• The problem
The answer must consist of every line in the data that contains "values".

• Given information
= = =

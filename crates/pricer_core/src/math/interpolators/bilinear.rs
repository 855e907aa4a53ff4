//! Bilinear interpolation on a rectangular grid.

use super::{check_strictly_increasing, lower_segment};
use crate::types::InterpolationError;
use num_traits::Float;

/// Bilinear interpolator over a rectangular grid.
///
/// Grid values are laid out row-major as `zs[i][j] = z(xs[i], ys[j])`.
/// Local volatility surfaces use time as `x` and strike or moneyness as `y`.
///
/// # Example
///
/// ```
/// use pricer_core::math::interpolators::BilinearInterpolator;
///
/// let xs = [0.0_f64, 1.0];
/// let ys = [0.0, 1.0];
/// let zs = [&[0.0, 1.0][..], &[2.0, 3.0][..]];
///
/// let interp = BilinearInterpolator::new(&xs, &ys, &zs).unwrap();
/// assert!((interp.interpolate(0.5, 0.5).unwrap() - 1.5).abs() < 1e-12);
/// // Flat extension outside the grid
/// assert!((interp.interpolate_clamped(2.0, -1.0) - 2.0).abs() < 1e-12);
/// ```
#[derive(Debug, Clone, PartialEq)]
pub struct BilinearInterpolator<T: Float> {
    xs: Vec<T>,
    ys: Vec<T>,
    zs: Vec<Vec<T>>,
}

impl<T: Float> BilinearInterpolator<T> {
    /// Construct a bilinear interpolator from grid data.
    ///
    /// # Arguments
    ///
    /// * `xs` - Strictly increasing x-axis nodes (at least 2)
    /// * `ys` - Strictly increasing y-axis nodes (at least 2)
    /// * `zs` - One row per x node, each row with one value per y node
    ///
    /// # Errors
    ///
    /// * `InterpolationError::InsufficientData` - Fewer than 2 nodes on an axis
    /// * `InterpolationError::NonMonotonicData` - Unsorted axis
    /// * `InterpolationError::InvalidInput` - Ragged grid or non-finite values
    pub fn new(xs: &[T], ys: &[T], zs: &[&[T]]) -> Result<Self, InterpolationError> {
        check_strictly_increasing(xs, 2)?;
        check_strictly_increasing(ys, 2)?;

        if zs.len() != xs.len() {
            return Err(InterpolationError::InvalidInput(format!(
                "Grid rows ({}) must match x-axis length ({})",
                zs.len(),
                xs.len()
            )));
        }
        for (i, row) in zs.iter().enumerate() {
            if row.len() != ys.len() {
                return Err(InterpolationError::InvalidInput(format!(
                    "Grid row {} length ({}) must match y-axis length ({})",
                    i,
                    row.len(),
                    ys.len()
                )));
            }
            if row.iter().any(|z| !z.is_finite()) {
                return Err(InterpolationError::InvalidInput(format!(
                    "Grid row {} contains non-finite values",
                    i
                )));
            }
        }

        Ok(Self {
            xs: xs.to_vec(),
            ys: ys.to_vec(),
            zs: zs.iter().map(|row| row.to_vec()).collect(),
        })
    }

    /// Interpolate at `(x, y)`, failing outside the grid.
    ///
    /// ```text
    /// z = (1-u)(1-v)*z00 + u*(1-v)*z10 + (1-u)*v*z01 + u*v*z11
    /// ```
    pub fn interpolate(&self, x: T, y: T) -> Result<T, InterpolationError> {
        check_inside(x, self.domain_x())?;
        check_inside(y, self.domain_y())?;
        Ok(self.cell_value(x, y))
    }

    /// Interpolate at `(x, y)` after clamping both coordinates onto the grid.
    pub fn interpolate_clamped(&self, x: T, y: T) -> T {
        let (x_min, x_max) = self.domain_x();
        let (y_min, y_max) = self.domain_y();
        self.cell_value(x.max(x_min).min(x_max), y.max(y_min).min(y_max))
    }

    /// X-axis domain.
    #[inline]
    pub fn domain_x(&self) -> (T, T) {
        (self.xs[0], self.xs[self.xs.len() - 1])
    }

    /// Y-axis domain.
    #[inline]
    pub fn domain_y(&self) -> (T, T) {
        (self.ys[0], self.ys[self.ys.len() - 1])
    }

    /// Grid values.
    #[inline]
    pub fn zs(&self) -> &[Vec<T>] {
        &self.zs
    }

    fn cell_value(&self, x: T, y: T) -> T {
        let i = lower_segment(&self.xs, x);
        let j = lower_segment(&self.ys, y);

        let u = (x - self.xs[i]) / (self.xs[i + 1] - self.xs[i]);
        let v = (y - self.ys[j]) / (self.ys[j + 1] - self.ys[j]);

        let one = T::one();
        (one - u) * (one - v) * self.zs[i][j]
            + u * (one - v) * self.zs[i + 1][j]
            + (one - u) * v * self.zs[i][j + 1]
            + u * v * self.zs[i + 1][j + 1]
    }
}

fn check_inside<T: Float>(x: T, (min, max): (T, T)) -> Result<(), InterpolationError> {
    if x < min || x > max {
        return Err(InterpolationError::OutOfBounds {
            x: x.to_f64().unwrap_or(f64::NAN),
            min: min.to_f64().unwrap_or(f64::NAN),
            max: max.to_f64().unwrap_or(f64::NAN),
        });
    }
    Ok(())
}

#[cfg(test)]
mod tests {
    use super::*;
    use approx::assert_relative_eq;

    fn grid() -> BilinearInterpolator<f64> {
        let xs = [0.0, 1.0, 2.0];
        let ys = [0.0, 1.0, 2.0];
        let zs = [
            &[0.0, 1.0, 2.0][..],
            &[3.0, 4.0, 5.0][..],
            &[6.0, 7.0, 8.0][..],
        ];
        BilinearInterpolator::new(&xs, &ys, &zs).unwrap()
    }

    #[test]
    fn test_new_rejects_ragged_grid() {
        let zs = [&[0.0, 1.0][..], &[2.0][..]];
        let result = BilinearInterpolator::new(&[0.0, 1.0], &[0.0, 1.0], &zs);
        assert!(matches!(result, Err(InterpolationError::InvalidInput(_))));
    }

    #[test]
    fn test_new_rejects_unsorted_axis() {
        let zs = [&[0.0, 1.0][..], &[2.0, 3.0][..]];
        let result = BilinearInterpolator::new(&[1.0, 0.0], &[0.0, 1.0], &zs);
        assert_eq!(
            result.unwrap_err(),
            InterpolationError::NonMonotonicData { index: 1 }
        );
    }

    #[test]
    fn test_reproduces_nodes() {
        let interp = grid();
        assert_relative_eq!(interp.interpolate(1.0, 2.0).unwrap(), 5.0);
        assert_relative_eq!(interp.interpolate(2.0, 2.0).unwrap(), 8.0);
    }

    #[test]
    fn test_plane_is_exact() {
        // z = 3x + y is bilinear, so interpolation is exact everywhere
        let interp = grid();
        assert_relative_eq!(interp.interpolate(0.3, 1.7).unwrap(), 0.9 + 1.7, epsilon = 1e-12);
    }

    #[test]
    fn test_out_of_bounds() {
        let interp = grid();
        assert!(matches!(
            interp.interpolate(2.5, 1.0),
            Err(InterpolationError::OutOfBounds { .. })
        ));
    }

    #[test]
    fn test_clamped_extends_flat() {
        let interp = grid();
        assert_relative_eq!(interp.interpolate_clamped(-1.0, 1.0), 1.0);
        assert_relative_eq!(interp.interpolate_clamped(5.0, 5.0), 8.0);
    }
}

= = =

• Written response
/// Grid values are laid out row-major as `zs[i][j] = z(xs[i], ys[j])`.
    /// * `InterpolationError::InvalidInput` - Ragged grid or non-finite values
                    "Grid row {} contains non-finite values",
    /// Grid values.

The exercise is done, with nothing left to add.